The central idea of this tool is that rather than re-running expensive experiments, users/researchers can apply causal inference retrospectively to data already collected from prior workflow runs to identify what actually drives model behaviour, both functionally (e.g. accuracy, loss) and non-functionally (e.g. training time, memory usage, numerical stability).

For a guided introduction, see the step-by-step tutorials in docs/: tutorial_cli.ipynb covers the command-line interface and is the recommended starting point, while tutorial_api.ipynb covers the Python API for more advanced use cases.

Note

The PyKale framework was chosen as a representative example. The provided data collection scripts can be modified and applied to other AI/ML frameworks, such as PyTorch.

Motivation

Systematically evaluating the effect of configuration choices in ML pipelines, such as floating point precision, batch size, or optimiser, typically requires controlled experimentation that is expensive to run at scale on HPC systems. Causal testing offers an alternative: by modelling the expected causal structure of a pipeline and applying statistical estimation to observational data already collected from prior runs, it's possible to identify causal effects and quantify uncertainty around them.
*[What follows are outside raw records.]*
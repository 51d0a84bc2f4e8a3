//! IO modules - external system interfaces
//!
//! This module contains all external IO operations:
//! - `frame` - Sensor telemetry frame codec
//! - `udp` - UDP datagram receiver
//! - `capture` - Raw datagram capture (JSONL)
//! - `persistence` - Metrics record sinks (JSONL file, PostgreSQL)
//! - `alert` - Alignment alert delivery (MQTT, log)

pub mod alert;
pub mod capture;
pub mod error;
pub mod frame;
pub mod persistence;
pub mod udp;

// Re-export commonly used types
pub use alert::{create_alert_channel, AlertSender, AlertSink, LogAlertSink, MqttAlertPublisher};
pub use capture::CaptureLogger;
pub use error::SinkError;
pub use frame::{decode_frame, encode_frame, FrameError, FRAME_LEN};
pub use persistence::{build_persistence_sink, JsonlMetricsSink, PersistenceSink};
pub use udp::{Datagram, DatagramReceiver, UdpError};
#[derive(Debug, Clone, Deserialize)]
pub struct PersistenceConfig {
    #[serde(default = "default_persistence_backend")]
    pub backend: PersistenceBackend,
    /// JSONL output file (jsonl backend)
    #[serde(default = "default_persistence_file")]
    pub file: String,
    /// Connection URL (postgres backend)
    #[serde(default)]
    pub database_url: Option<String>,
    #[serde(default = "default_persistence_table")]
    pub table: String,
}

impl Default for PersistenceConfig {
    fn default() -> Self {
        Self {
            backend: default_persistence_backend(),
            file: default_persistence_file(),
            database_url: None,
            table: default_persistence_table(),
        }
    }
}

fn default_persistence_backend() -> PersistenceBackend {
    PersistenceBackend::Jsonl
}

fn default_persistence_file() -> String {
    "metrics.jsonl".to_string()
}

fn default_persistence_table() -> String {
    "metrics".to_string()
}

#[derive(Debug, Clone, Deserialize)]
pub struct CaptureConfig {
    /// Append every raw datagram to a daily JSONL file
    #[serde(default)]
    pub enabled: bool,
    #[serde(default = "default_capture_dir")]
    pub dir: String,
}

impl Default for CaptureConfig {
    fn default() -> Self {
        Self { enabled: false, dir: default_capture_dir() }
    }
}

fn default_capture_dir() -> String {
    "logs".to_string()
}

#[derive(Debug, Clone, Deserialize)]
pub struct MetricsConfig {
    /// Ingest counter report interval
    #[serde(default = "default_metrics_interval_secs")]
    pub interval_secs: u64,
}

impl Default for MetricsConfig {
    fn default() -> Self {
        Self { interval_secs: default_metrics_interval_secs() }
    }
}

fn default_metrics_interval_secs() -> u64 {
    60
}
//! Conveyor gateway - laser profile sensor ingestion service
//!
//! Receives telemetry frames over UDP, aggregates volume and velocity per
//! flush window, persists one record per window and publishes alignment
//! alerts over MQTT.
//!
//! Module structure:
//! - `domain/` - Core types (Reading, AlignmentZone, MetricsRecord)
//! - `io/` - External interfaces (UDP, frame codec, persistence, alerts, capture)
//! - `services/` - Business logic (accumulator, debouncer, monitor, ingestion)
//! - `infra/` - Infrastructure (Config, IngestMetrics)

use anyhow::Context;
use clap::Parser;
use conveyor_gateway::infra::{Config, IngestMetrics};
use conveyor_gateway::io::{
    build_persistence_sink, create_alert_channel, AlertSink, LogAlertSink, MqttAlertPublisher,
};
use conveyor_gateway::services::{create_flush_worker, IngestionLoop};
use std::sync::Arc;
use std::time::Duration;
use tokio::sync::watch;
use tracing::{info, warn};
use tracing_subscriber::fmt::time::UtcTime;
use tracing_subscriber::EnvFilter;

/// Alert queue depth; alerts are rare, a backlog means the broker is gone
const ALERT_QUEUE_CAPACITY: usize = 32;

/// How long to wait for queued records to reach the sink at shutdown
const DRAIN_TIMEOUT: Duration = Duration::from_secs(5);

/// Conveyor gateway - laser profile sensor ingestion
#[derive(Parser, Debug)]
#[command(name = "conveyor-gateway", version, about)]
struct Args {
    /// Path to TOML configuration file
    #[arg(short, long, default_value = "config/dev.toml")]
    config: String,

    /// Emit logs as JSON lines
    #[arg(long)]
    log_json: bool,
}

fn init_logging(json: bool) {
    // Default: INFO, use RUST_LOG=debug for per-datagram visibility
    let filter = EnvFilter::try_from_default_env().unwrap_or_else(|_| EnvFilter::new("info"));

    let builder = tracing_subscriber::fmt()
        .with_env_filter(filter)
        .with_timer(UtcTime::rfc_3339())
        .with_target(false);

    if json {
        builder.json().init();
    } else {
        builder.init();
    }
}

#[tokio::main]
async fn main() -> anyhow::Result<()> {
    let args = Args::parse();
    init_logging(args.log_json);

    info!(revision = env!("GATEWAY_REVISION"), "conveyor-gateway starting");

    let config = Config::load_from_path(&args.config);
    info!(
        config_file = %config.config_file(),
        site = %config.site_id(),
        udp_bind = %config.udp_bind_address(),
        flush_interval_secs = config.flush_interval().as_secs(),
        distance_band_mm = ?config.distance_band_mm(),
        sampling = ?config.alignment_sampling(),
        mqtt_enabled = config.mqtt_enabled(),
        persistence = ?config.persistence_backend(),
        capture = config.capture_enabled(),
        "config_loaded"
    );

    let (shutdown_tx, shutdown_rx) = watch::channel(false);
    let metrics = Arc::new(IngestMetrics::new());

    // Start metrics reporter (lock-free reads with full summary)
    let metrics_clone = metrics.clone();
    let metrics_interval = config.metrics_interval_secs().max(1);
    tokio::spawn(async move {
        let mut interval = tokio::time::interval(Duration::from_secs(metrics_interval));
        // First tick completes immediately
        interval.tick().await;
        loop {
            interval.tick().await;
            metrics_clone.report().log();
        }
    });

    // Alerts: MQTT publisher actor, or the log when MQTT is disabled
    let (alerts, publisher_handle) = if config.mqtt_enabled() {
        let (alert_sender, alert_rx) = create_alert_channel(ALERT_QUEUE_CAPACITY);
        let publisher = MqttAlertPublisher::new(&config, alert_rx, metrics.clone());
        let handle = tokio::spawn(publisher.run(shutdown_rx.clone()));
        (Arc::new(alert_sender) as Arc<dyn AlertSink>, Some(handle))
    } else {
        info!("mqtt_disabled_alerts_to_log");
        (Arc::new(LogAlertSink) as Arc<dyn AlertSink>, None)
    };

    let sink = build_persistence_sink(&config).await.context("Failed to build persistence sink")?;
    let (flush_sender, flush_worker) =
        create_flush_worker(sink, metrics.clone(), config.flush_queue_capacity());
    let worker_handle = tokio::spawn(flush_worker.run());

    // Handle shutdown on Ctrl+C
    tokio::spawn(async move {
        tokio::signal::ctrl_c().await.ok();
        info!("shutdown_signal_received");
        let _ = shutdown_tx.send(true);
    });

    let ingestion = IngestionLoop::new(config, flush_sender, alerts, metrics.clone());
    ingestion.run(shutdown_rx).await.context("UDP ingestion failed")?;

    // Ingestion dropped its sender; the worker exits once the queue drains
    if tokio::time::timeout(DRAIN_TIMEOUT, worker_handle).await.is_err() {
        warn!("flush_worker_drain_timeout");
    }
    if let Some(handle) = publisher_handle {
        if tokio::time::timeout(DRAIN_TIMEOUT, handle).await.is_err() {
            warn!("alert_publisher_drain_timeout");
        }
    }

    metrics.report().log();
    info!("conveyor-gateway shutdown complete");
    Ok(())
}
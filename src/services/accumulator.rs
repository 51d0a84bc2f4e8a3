//! Window-scoped volume and velocity integration
//!
//! Volume is integrated on every reading that carries a new encoder pulse
//! count (trapezoid of the two cross-section areas times belt travel).
//! Velocity is derived at flush time from the mean pulse and time deltas
//! collected during the window.

use crate::domain::types::Reading;
use crate::infra::config::Calibration;
use std::time::Instant;
use thiserror::Error;
use tracing::{debug, trace, warn};

/// Wrapped pulse deltas above this are backward steps, not forward motion
const MAX_FORWARD_PULSE_DELTA: u32 = u32::MAX / 2;

/// Backward steps up to this many pulses are late datagrams; larger ones are
/// a counter reset
const MAX_REORDER_PULSE_DELTA: u32 = 1 << 16;

#[derive(Debug, Error, PartialEq)]
pub enum MetricsError {
    #[error("Velocity undefined: no distinct-pulse readings in window")]
    DivisionByEmptyWindow,

    #[error("Velocity undefined: mean time delta is {0} s")]
    NonPositiveElapsed(f64),
}

/// Outcome of feeding one reading to the accumulator
#[derive(Debug, Clone, Copy, PartialEq)]
pub enum Contribution {
    /// New pulse count: volume added and deltas recorded
    Accumulated { delta_volume: f64, delta_pulse: u32 },
    /// Same pulse count as the baseline: ignored
    Duplicate,
    /// Slightly behind the baseline: a late datagram, ignored
    OutOfOrder,
    /// Counter went far backwards: baseline moved, nothing accumulated
    CounterReset,
}

/// Volume contribution (m³) of a belt advance between two profiles
pub fn volume_increment(calibration: &Calibration, last_area: f64, area: f64, delta_pulse: u32) -> f64 {
    let mean_area = (area + last_area) / 2.0 * calibration.mm2_to_m2;
    let delta_distance = f64::from(delta_pulse) * calibration.pulse_to_mm * calibration.mm_to_m;
    mean_area * delta_distance * calibration.volume_approx
}

pub struct MetricsAccumulator {
    calibration: Calibration,
    volume_accumulated: f64,
    pulse_deltas: Vec<u32>,
    time_deltas: Vec<f64>,
    /// Baselines for the next distinct reading; survive resets
    last_area: f64,
    last_pulse: u32,
    last_received_at: Instant,
}

impl MetricsAccumulator {
    /// Create an accumulator whose baseline is the bootstrap reading
    pub fn new(calibration: Calibration, baseline: &Reading) -> Self {
        Self {
            calibration,
            volume_accumulated: 0.0,
            pulse_deltas: Vec::new(),
            time_deltas: Vec::new(),
            last_area: baseline.area,
            last_pulse: baseline.pulse_count,
            last_received_at: baseline.received_at,
        }
    }

    pub fn accumulate(&mut self, reading: &Reading) -> Contribution {
        if reading.pulse_count == self.last_pulse {
            trace!(pulse = reading.pulse_count, "duplicate_pulse_ignored");
            return Contribution::Duplicate;
        }

        let delta_pulse = reading.pulse_count.wrapping_sub(self.last_pulse);
        if delta_pulse > MAX_FORWARD_PULSE_DELTA {
            let behind = self.last_pulse.wrapping_sub(reading.pulse_count);
            if behind <= MAX_REORDER_PULSE_DELTA {
                debug!(
                    last_pulse = self.last_pulse,
                    pulse = reading.pulse_count,
                    behind = behind,
                    "pulse_out_of_order"
                );
                return Contribution::OutOfOrder;
            }
            warn!(
                last_pulse = self.last_pulse,
                pulse = reading.pulse_count,
                "pulse_counter_reset"
            );
            self.rebaseline(reading);
            return Contribution::CounterReset;
        }

        let delta_volume =
            volume_increment(&self.calibration, self.last_area, reading.area, delta_pulse);
        let delta_time =
            reading.received_at.saturating_duration_since(self.last_received_at).as_secs_f64();

        self.volume_accumulated += delta_volume;
        self.pulse_deltas.push(delta_pulse);
        self.time_deltas.push(delta_time);
        self.rebaseline(reading);

        Contribution::Accumulated { delta_volume, delta_pulse }
    }

    fn rebaseline(&mut self, reading: &Reading) {
        self.last_area = reading.area;
        self.last_pulse = reading.pulse_count;
        self.last_received_at = reading.received_at;
    }

    /// Mean belt velocity (m/s) over the current window
    pub fn velocity(&self) -> Result<f64, MetricsError> {
        if self.pulse_deltas.is_empty() || self.time_deltas.is_empty() {
            return Err(MetricsError::DivisionByEmptyWindow);
        }

        let mean_pulse = self.pulse_deltas.iter().map(|&p| f64::from(p)).sum::<f64>()
            / self.pulse_deltas.len() as f64;
        let mean_time = self.time_deltas.iter().sum::<f64>() / self.time_deltas.len() as f64;

        if mean_time <= 0.0 {
            return Err(MetricsError::NonPositiveElapsed(mean_time));
        }

        Ok(mean_pulse * self.calibration.pulse_to_mm * self.calibration.mm_to_m / mean_time)
    }

    /// Volume accumulated in the current window (m³)
    pub fn volume(&self) -> f64 {
        self.volume_accumulated
    }

    /// Number of distinct-pulse readings in the current window
    pub fn samples(&self) -> usize {
        self.pulse_deltas.len()
    }

    pub fn last_pulse(&self) -> u32 {
        self.last_pulse
    }

    /// Clear the window; baselines carry over for cross-window deltas
    pub fn reset(&mut self) {
        self.volume_accumulated = 0.0;
        self.pulse_deltas.clear();
        self.time_deltas.clear();
    }
}

#[cfg(test)]
mod tests {
    use super::*;
    use std::time::Duration;

    fn reading(area: f64, pulse: u32, at: Instant) -> Reading {
        Reading {
            area,
            right_align: 0.0,
            left_align: 0.0,
            distance: 50.0,
            profile_count: 0,
            pulse_count: pulse,
            received_at: at,
        }
    }

    #[test]
    fn test_volume_increment_exact() {
        let t0 = Instant::now();
        let mut acc = MetricsAccumulator::new(Calibration::default(), &reading(500.0, 1000, t0));

        let contribution = acc.accumulate(&reading(500.0, 2000, t0 + Duration::from_millis(100)));

        let expected = 500e-6 * ((2000.0 - 1000.0) * 0.05 * 0.001) * 0.94;
        match contribution {
            Contribution::Accumulated { delta_volume, delta_pulse } => {
                assert_eq!(delta_pulse, 1000);
                assert!((delta_volume - expected).abs() < 1e-18);
            }
            other => panic!("unexpected contribution {:?}", other),
        }
        assert!((acc.volume() - 2.35e-5).abs() < 1e-12);
    }

    #[test]
    fn test_trapezoid_uses_both_areas() {
        let cal = Calibration::default();
        let v = volume_increment(&cal, 400.0, 600.0, 100);
        assert!((v - volume_increment(&cal, 500.0, 500.0, 100)).abs() < 1e-18);
    }

    #[test]
    fn test_duplicate_pulse_contributes_nothing() {
        let t0 = Instant::now();
        let mut acc = MetricsAccumulator::new(Calibration::default(), &reading(500.0, 1000, t0));

        assert_eq!(
            acc.accumulate(&reading(900.0, 1000, t0 + Duration::from_millis(100))),
            Contribution::Duplicate
        );
        assert_eq!(acc.volume(), 0.0);
        assert_eq!(acc.samples(), 0);
        assert_eq!(acc.velocity(), Err(MetricsError::DivisionByEmptyWindow));
    }

    #[test]
    fn test_duplicate_does_not_move_time_baseline() {
        let t0 = Instant::now();
        let mut acc = MetricsAccumulator::new(Calibration::default(), &reading(500.0, 0, t0));

        // Duplicate at 100ms, distinct at 200ms: delta time must span 200ms
        acc.accumulate(&reading(500.0, 0, t0 + Duration::from_millis(100)));
        acc.accumulate(&reading(500.0, 40, t0 + Duration::from_millis(200)));

        // 40 pulses * 0.05 mm = 2 mm over 0.2 s = 0.01 m/s
        let velocity = acc.velocity().unwrap();
        assert!((velocity - 0.01).abs() < 1e-12);
    }

    #[test]
    fn test_velocity_uses_means() {
        let t0 = Instant::now();
        let mut acc = MetricsAccumulator::new(Calibration::default(), &reading(500.0, 0, t0));

        acc.accumulate(&reading(500.0, 50, t0 + Duration::from_millis(100)));
        acc.accumulate(&reading(500.0, 200, t0 + Duration::from_millis(400)));

        // mean pulse 100, mean time 0.2 s -> 100 * 0.05e-3 / 0.2 = 0.025 m/s
        let velocity = acc.velocity().unwrap();
        assert!((velocity - 0.025).abs() < 1e-12);
        assert_eq!(acc.samples(), 2);
    }

    #[test]
    fn test_zero_elapsed_is_rejected() {
        let t0 = Instant::now();
        let mut acc = MetricsAccumulator::new(Calibration::default(), &reading(500.0, 0, t0));
        acc.accumulate(&reading(500.0, 10, t0));
        assert_eq!(acc.velocity(), Err(MetricsError::NonPositiveElapsed(0.0)));
    }

    #[test]
    fn test_reset_keeps_baseline() {
        let t0 = Instant::now();
        let mut acc = MetricsAccumulator::new(Calibration::default(), &reading(500.0, 0, t0));
        acc.accumulate(&reading(500.0, 100, t0 + Duration::from_millis(100)));
        acc.reset();

        assert_eq!(acc.volume(), 0.0);
        assert_eq!(acc.samples(), 0);
        assert_eq!(acc.last_pulse(), 100);

        // Next delta is measured from the carried-over baseline
        match acc.accumulate(&reading(500.0, 150, t0 + Duration::from_millis(200))) {
            Contribution::Accumulated { delta_pulse, .. } => assert_eq!(delta_pulse, 50),
            other => panic!("unexpected contribution {:?}", other),
        }
    }

    #[test]
    fn test_counter_wrap_is_forward_motion() {
        let t0 = Instant::now();
        let mut acc =
            MetricsAccumulator::new(Calibration::default(), &reading(500.0, u32::MAX - 9, t0));
        match acc.accumulate(&reading(500.0, 10, t0 + Duration::from_millis(100))) {
            Contribution::Accumulated { delta_pulse, .. } => assert_eq!(delta_pulse, 20),
            other => panic!("unexpected contribution {:?}", other),
        }
    }

    #[test]
    fn test_late_datagram_is_not_counted_twice() {
        let t0 = Instant::now();
        let mut acc = MetricsAccumulator::new(Calibration::default(), &reading(500.0, 1000, t0));

        acc.accumulate(&reading(500.0, 1100, t0 + Duration::from_millis(100)));
        assert_eq!(
            acc.accumulate(&reading(500.0, 1050, t0 + Duration::from_millis(150))),
            Contribution::OutOfOrder
        );
        assert_eq!(acc.last_pulse(), 1100);

        match acc.accumulate(&reading(500.0, 1200, t0 + Duration::from_millis(200))) {
            Contribution::Accumulated { delta_pulse, .. } => assert_eq!(delta_pulse, 100),
            other => panic!("unexpected contribution {:?}", other),
        }

        // 200 pulses of belt travel, counted once
        let expected = volume_increment(&Calibration::default(), 500.0, 500.0, 200);
        assert!((acc.volume() - expected).abs() < 1e-15);
        assert_eq!(acc.samples(), 2);
        // 100 pulses per 0.1 s -> 100 * 0.05e-3 / 0.1 = 0.05 m/s
        assert!((acc.velocity().unwrap() - 0.05).abs() < 1e-12);
    }

    #[test]
    fn test_late_datagram_across_wrap_is_ignored() {
        let t0 = Instant::now();
        let mut acc = MetricsAccumulator::new(Calibration::default(), &reading(500.0, 5, t0));
        assert_eq!(
            acc.accumulate(&reading(500.0, u32::MAX - 5, t0 + Duration::from_millis(100))),
            Contribution::OutOfOrder
        );
        assert_eq!(acc.last_pulse(), 5);
    }

    #[test]
    fn test_counter_reset_rebaselines() {
        let t0 = Instant::now();
        let mut acc =
            MetricsAccumulator::new(Calibration::default(), &reading(500.0, 5_000_000, t0));

        assert_eq!(
            acc.accumulate(&reading(500.0, 10, t0 + Duration::from_millis(100))),
            Contribution::CounterReset
        );
        assert_eq!(acc.volume(), 0.0);
        assert_eq!(acc.samples(), 0);
        assert_eq!(acc.last_pulse(), 10);
    }
}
Some of the questions this tool is designed to answer:

  • Does reducing floating point precision from fp32 to fp16 significantly reduce GPU memory usage?
  • Does batch size have a causal effect on domain adaptation accuracy?
  • Are these effects reproducible across different HPC architectures?

How it works

  1. Data collection - Create training scripts with a lightweight data collector to capture input variables (hyperparameters, precision settings) and output variables (metrics, timing, memory usage) across many experimental configurations, producing a runtime_data.csv.
  2. Causal DAG (dag.dot) - Define a directed acyclic graph (DAG) encoding the hypothesised causal relationships between variables (e.g. fp_precision → gpu_memory_peak_mb).
  3. Causal testing - Use the CTF command-line interface to estimate causal effects, compute confidence intervals, and test whether the data supports or refutes each hypothesised relationship.
  4. Outputs - The tool produces three types of output from the causal test results:
    • Terminal summaries — pass/fail/skip counts per cluster, with --json for structured output
    • Cross-cluster comparison highlights divergent tests (passed on one cluster, failed on another) to identify platform-dependent effects
    • Visualisations - one PNG per causal test showing the DAG with the tested edge highlighted (green = passed, red = failed), plus a summary heatmap across all tests

Installation

For local development and running tests:

pip install -e ".[dev]"

To enable automatic linting and formatting on every commit, install the pre-commit hooks:

pre-commit install

For running experiments on HPC systems (e.g. Bede), create the full conda environment which includes PyTorch, PyKale, and all example dependencies (resolved using only the conda-forge channel):

conda env create -f environment.yml # the environment.yml file assumes a specified prefix configured to Bede's filesystem
conda activate ai-4-science
pip install -e ".[dev]"  # layer the package on top in editable mode

Usage

Command-line interface

Summarise the causal test results for a single cluster:

python -m causal_ai summary examples/digits_dann/data

Compare results across clusters:

python -m causal_ai compare examples/digits_dann/data

Both commands accept --json for structured output suitable for downstream analysis.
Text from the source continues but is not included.